Athol Trollip ousted as Nelson Mandela mayor
Now party faces risk of losing Tshwane on Thursday if Msimanga no-confidence vote succeeds
The DA has lost control of another municipality after Nelson Mandela Bay mayor Athol Trollip lost a vote of no confidence on Monday.
It makes Nelson Mandela Bay, which includes Port Elizabeth, the second of the hung metros and municipalities the party has lost since the 2016 local elections.
Trollip’s downfall was caused by DA councillor Mbulelo Manyati defying the party line.
In 2017, the DA, which made huge gains in the 2016 elections on promises of clean governance and better service delivery, lost control over the small municipality of Mogale City on the West Rand of Gauteng after one of its councillors voted to oust former mayor Michael Holenstein.
The DA also faces a real risk on Thursday of losing another metro if a motion of no confidence against Tshwane mayor Solly Msimanga succeeds.
DA leader Mmusi Maimane said Trollip had worked tirelessly to deliver services to the people of Nelson Mandela Bay. “Today is the start of the reversal. We shall continue to fight for the people,” Maimane said on Twitter on Monday night.
In Nelson Mandela Bay, 61 councillors voted against Trollip and elected Mongameli Bobani of the United Democratic Movement to replace him.
Bobani, a former deputy mayor under Trollip, said the first thing on his agenda would be to focus on growing small businesses and to ensure residents received service delivery.
“We will show the DA how it’s done. This is a collective government. There is not going to be a mayor who does whatever he wants,” he said.

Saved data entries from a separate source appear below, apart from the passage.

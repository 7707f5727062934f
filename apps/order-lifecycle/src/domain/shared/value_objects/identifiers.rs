//! Strongly-typed identifiers for domain entities.
//!
//! Order ids and execution ids travel as plain strings on the wire; the
//! newtypes keep them from being swapped inside the engine.

use serde::{Deserialize, Serialize};
use std::fmt;

macro_rules! define_id {
    ($name:ident, $doc:expr) => {
        #[doc = $doc]
        #[derive(
            Debug, Clone, PartialEq, Eq, PartialOrd, Ord, Hash, Serialize, Deserialize,
        )]
        #[serde(transparent)]
        pub struct $name(String);

        impl $name {
            /// Create a new identifier from a string.
            #[must_use]
            pub fn new(value: impl Into<String>) -> Self {
                Self(value.into())
            }

            /// Get the inner string value.
            #[must_use]
            pub fn as_str(&self) -> &str {
                &self.0
            }

            /// Returns true if the identifier is empty or whitespace only.
            #[must_use]
            pub fn is_blank(&self) -> bool {
                self.0.trim().is_empty()
            }

            /// Consume and return the inner string.
            #[must_use]
            pub fn into_inner(self) -> String {
                self.0
            }
        }

        impl fmt::Display for $name {
            fn fmt(&self, f: &mut fmt::Formatter<'_>) -> fmt::Result {
                f.write_str(&self.0)
            }
        }

        impl AsRef<str> for $name {
            fn as_ref(&self) -> &str {
                &self.0
            }
        }

        impl From<String> for $name {
            fn from(value: String) -> Self {
                Self(value)
            }
        }

        impl From<&str> for $name {
            fn from(value: &str) -> Self {
                Self(value.to_string())
            }
        }
    };
}

define_id!(
    OrderId,
    "Identifier of an order; for root orders this is also the partition key."
);
define_id!(
    ExecId,
    "Identifier of an execution report; doubles as message id and fill id."
);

The DA was, however, planning to legally challenge the meeting, saying it had not been duly constituted.
The move by opposition parties followed a dramatic council meeting, which first saw speaker Jonathan Lawack removed by the opposition with the help of Manyati, who turned on his party and abstained from voting.
Manyati’s membership was terminated less than two hours later by the DA, which relied on the clause adopted by its congress earlier in 2018, which allows it to fire any member who publicly states they plan to resign from the party.

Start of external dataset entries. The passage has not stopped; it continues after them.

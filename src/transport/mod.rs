//! Byte-stream transport abstraction
//!
//! The interpreter never talks to hardware directly. A serial port, a USB CDC
//! endpoint or a test double only has to implement [`Read`] and [`Write`]:
//!
//! - [`Read::read`] must not block. Returning `Ok(0)` means "no byte available
//!   right now" and turns the current poll cycle into a no-op.
//! - [`Write::write`] carries echo, prompts, error reports and handler output.

#![deny(unsafe_code)]

use core::fmt;

/// Re-exports of the transport traits
pub mod prelude {
    pub use super::{Read, Transport, Write};
}

/// Non-blocking byte source
pub trait Read {
    /// Associated error type
    type Error: core::fmt::Debug;
    /// Read whatever is available into `buf`, returning `Ok(0)` when nothing is
    fn read(&mut self, buf: &mut [u8]) -> Result<usize, Self::Error>;
}

/// Byte sink
pub trait Write {
    /// Associated error type
    type Error: core::fmt::Debug;
    /// Write data to the transport
    fn write(&mut self, buf: &[u8]) -> Result<usize, Self::Error>;
    /// Flush the write buffer
    fn flush(&mut self) -> Result<(), Self::Error>;
}

/// A bidirectional console transport
pub trait Transport: Read + Write {}

impl<T: Read + Write> Transport for T {}

/// Adapter exposing a transport [`Write`] as a [`core::fmt::Write`].
///
/// Handlers receive one of these so they can use `write!` to print on the
/// console without knowing the concrete transport type.
pub struct FmtWriter<'a, W: Write> {
    inner: &'a mut W,
    failed: bool,
}

impl<'a, W: Write> FmtWriter<'a, W> {
    /// Wrap a transport writer
    pub fn new(inner: &'a mut W) -> Self {
        Self {
            inner,
            failed: false,
        }
    }

    /// Whether any write through this adapter has failed
    pub fn failed(&self) -> bool {
        self.failed
    }

    /// Write raw bytes, looping until the transport accepted all of them
    pub fn write_bytes(&mut self, mut bytes: &[u8]) -> fmt::Result {
        while !bytes.is_empty() {
            match self.inner.write(bytes) {
                Ok(0) | Err(_) => {
                    self.failed = true;
                    return Err(fmt::Error);
                }
                Ok(n) => bytes = &bytes[n..],
            }
        }
        Ok(())
    }
}

impl<W: Write> fmt::Write for FmtWriter<'_, W> {
    fn write_str(&mut self, s: &str) -> fmt::Result {
        self.write_bytes(s.as_bytes())
    }
}

impl<W: Write> fmt::Debug for FmtWriter<'_, W> {
    fn fmt(&self, f: &mut fmt::Formatter<'_>) -> fmt::Result {
        f.debug_struct("FmtWriter")
            .field("failed", &self.failed)
            .finish_non_exhaustive()
    }
}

Manyati told journalists he planned to resign from the party as he felt black councillors were ill-treated by the DA.
The DA’s chairman of the federal council, James Selfe, sent a letter to city manager Johann Mettler, saying Manyati was no longer a member of the party and thus a vacancy should be declared in the council.
After receiving legal advice, Mettler then declared the vacancy and said Manyati was no longer a councillor.

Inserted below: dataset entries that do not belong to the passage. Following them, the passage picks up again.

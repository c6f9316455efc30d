//! Line accumulation with minimal editing.
//!
//! [`LineBuffer`] collects bytes as they arrive from the transport until a
//! carriage return completes the line. It performs no output itself; the
//! [`Feed`] value returned for every byte tells the caller what to echo.

use heapless::Vec;

/// Maximum length of a command line.
///
/// A printable byte arriving while the buffer holds this many bytes discards
/// the whole line.
pub const MAX_LINE_LEN: usize = 256;

// ASCII control character constants for input processing
/// ASCII end of transmission (0x04).
pub const ASCII_EOT: u8 = 0x04;
/// ASCII enquiry (0x05).
pub const ASCII_ENQ: u8 = 0x05;
/// ASCII backspace character (0x08).
pub const ASCII_BACKSPACE: u8 = 0x08;
/// ASCII horizontal tab (0x09).
pub const ASCII_TAB: u8 = 0x09;
/// ASCII line feed character (0x0A).
pub const ASCII_LF: u8 = 0x0A;
/// ASCII vertical tab (0x0B).
pub const ASCII_VT: u8 = 0x0B;
/// ASCII form feed (0x0C), used to clear the terminal.
pub const ASCII_FF: u8 = 0x0C;
/// ASCII carriage return character (0x0D).
pub const ASCII_CR: u8 = 0x0D;
/// ASCII space character (0x20).
pub const ASCII_SPACE: u8 = 0x20;
/// ASCII delete character (0x7F).
pub const ASCII_DEL: u8 = 0x7F;

/// What a single byte did to the line buffer.
#[derive(Debug, Clone, Copy, PartialEq, Eq)]
pub enum Feed {
    /// The byte was appended to the line.
    Stored(u8),
    /// The control byte (backspace or delete) removed the last byte.
    Erased(u8),
    /// The byte had no effect.
    Ignored,
    /// A carriage return terminated a non-empty line, see [`LineBuffer::line`].
    Complete,
    /// The buffer was full; the line has been discarded.
    Overflow,
}

/// Fixed-capacity edit buffer for one command line.
#[derive(Debug, Default)]
pub struct LineBuffer {
    buffer: Vec<u8, MAX_LINE_LEN>,
}

impl LineBuffer {
    /// Create an empty line buffer.
    pub const fn new() -> Self {
        Self { buffer: Vec::new() }
    }

    /// Process one byte.
    ///
    /// - Printable ASCII and horizontal tab are stored.
    /// - Backspace and delete erase the last byte, if any.
    /// - Carriage return completes a non-empty line.
    /// - Everything else (EOT, ENQ, LF, VT, FF, other control bytes and
    ///   non-ASCII bytes) is ignored.
    pub fn feed(&mut self, byte: u8) -> Feed {
        match byte {
            ASCII_CR => {
                if self.buffer.is_empty() {
                    Feed::Ignored
                } else {
                    Feed::Complete
                }
            }
            ASCII_BACKSPACE | ASCII_DEL => match self.buffer.pop() {
                Some(_) => Feed::Erased(byte),
                None => Feed::Ignored,
            },
            ASCII_TAB | ASCII_SPACE..=0x7E => {
                if self.buffer.push(byte).is_ok() {
                    Feed::Stored(byte)
                } else {
                    self.clear();
                    Feed::Overflow
                }
            }
            _ => Feed::Ignored,
        }
    }

    /// The current content of the buffer.
    ///
    /// Only ASCII bytes are ever stored, so the conversion cannot fail.
    pub fn line(&self) -> &str {
        core::str::from_utf8(&self.buffer).unwrap_or_default()
    }

    /// Discard the buffered line.
    pub fn clear(&mut self) {
        self.buffer.clear();
    }

    /// Number of buffered bytes.
    pub fn len(&self) -> usize {
        self.buffer.len()
    }

    /// Whether the buffer is empty.
    pub fn is_empty(&self) -> bool {
        self.buffer.is_empty()
    }

    /// Whether another byte would overflow the buffer.
    pub fn is_full(&self) -> bool {
        self.buffer.is_full()
    }
}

This prompted the DA and its coalition partners Cope and the ACDP to stage a walkout of the meeting, hoping to effectively collapse the sitting and leave it without a quorum.
But the opposition councillors – from the ANC, EFF, UDM, African Independent Congress and United Front — were adamant that Mettler was wrong as it was ultimately up to the Electoral Commission of SA to declare the vacancy, especially as Manyati planned to fight his dismissal and his lawyer had sent a letter in that regard. Mettler declared the meeting unable to proceed with only 60 councillors out of a council of 120 as he believed Manyati was no longer a councillor.
After leaving the meeting, Mettler later told the opposition councillors he had received further legal advice and that he had erred in declaring the vacancy so soon. He said the council meeting would continue on Monday.
But the opposition parties refused to wait, roping in Eastern Cape MEC of co-operative governance and traditional affairs Fikile Xasa to intervene. Xasa, who had not spoken to Mettler about what transpired, told Business Day he had “heard the city manager walked out” and that he would send a senior official, Jenny Roestorf, from his office to preside over the election of a speaker.